## INPUT FOR THIS TASK
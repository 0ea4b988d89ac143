//! End-to-end pipeline demo: draw marks on a raster, extract points,
//! cluster them with DBSCAN and k-means, render the result.
//!
//! Run with `cargo run --example clustering`; writes `clusters.png` to the
//! working directory.

use image::{GrayImage, Luma};
use imageproc::drawing::draw_filled_circle_mut;
use stipple::{extract_points_gray, render, Dbscan, Kmeans, NOISE};

fn main() {
    env_logger::init();

    // A 300x300 white canvas with three groups of drawn dots plus one stray
    // mark, mimicking what a user would scribble in the drawing surface.
    let mut canvas = GrayImage::from_pixel(300, 300, Luma([255u8]));
    let groups: &[&[(i32, i32)]] = &[
        &[(50, 60), (70, 55), (60, 80), (85, 70)],
        &[(210, 50), (230, 65), (220, 85)],
        &[(120, 220), (145, 230), (130, 250), (155, 215)],
    ];
    for group in groups {
        for &(x, y) in *group {
            draw_filled_circle_mut(&mut canvas, (x, y), 8, Luma([0u8]));
        }
    }
    // Stray mark far away from everything.
    draw_filled_circle_mut(&mut canvas, (280, 280), 8, Luma([0u8]));

    let points = extract_points_gray(&canvas);
    println!("extracted {} points", points.len());

    // --- DBSCAN ---
    let eps = 40.0;
    let min_samples = 2;
    let fit = Dbscan::new(eps, min_samples).fit(&points).unwrap();

    println!("\n=== DBSCAN ===");
    println!("points:      {}", points.len());
    println!("eps:         {eps}");
    println!("min_samples: {min_samples}");
    println!("clusters:    {}", fit.n_clusters);
    println!("noise:       {}", fit.n_noise);
    for (i, (p, &label)) in points.iter().zip(&fit.labels).enumerate() {
        let tag = if label == NOISE {
            "NOISE".to_string()
        } else {
            format!("cluster {label}")
        };
        println!("  point {i:2} ({:6.1}, {:6.1}) => {tag}", p.x, p.y);
    }

    // --- K-means with the discovered cluster count ---
    if fit.n_clusters > 0 {
        let kfit = Kmeans::new(fit.n_clusters)
            .with_seed(42)
            .fit(&points)
            .unwrap();
        println!("\n=== K-means (k={}) ===", fit.n_clusters);
        println!(
            "converged: {} after {} iterations",
            kfit.converged, kfit.iterations
        );
        for (c, center) in kfit.centers.iter().enumerate() {
            println!("  center {c}: ({:6.1}, {:6.1})", center.x, center.y);
        }
    }

    let overlay = render(
        &points,
        &fit.labels,
        fit.n_clusters,
        canvas.width(),
        canvas.height(),
    )
    .unwrap();
    overlay.save("clusters.png").expect("failed to write clusters.png");
    println!("\nwrote clusters.png");
}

## TO DO
Which lines of the records above hold the word "Luma"? Copy each one out.

## RESPONSE AREA
use image::{GrayImage, Luma};
    let mut canvas = GrayImage::from_pixel(300, 300, Luma([255u8]));
            draw_filled_circle_mut(&mut canvas, (x, y), 8, Luma([0u8]));
    draw_filled_circle_mut(&mut canvas, (280, 280), 8, Luma([0u8]));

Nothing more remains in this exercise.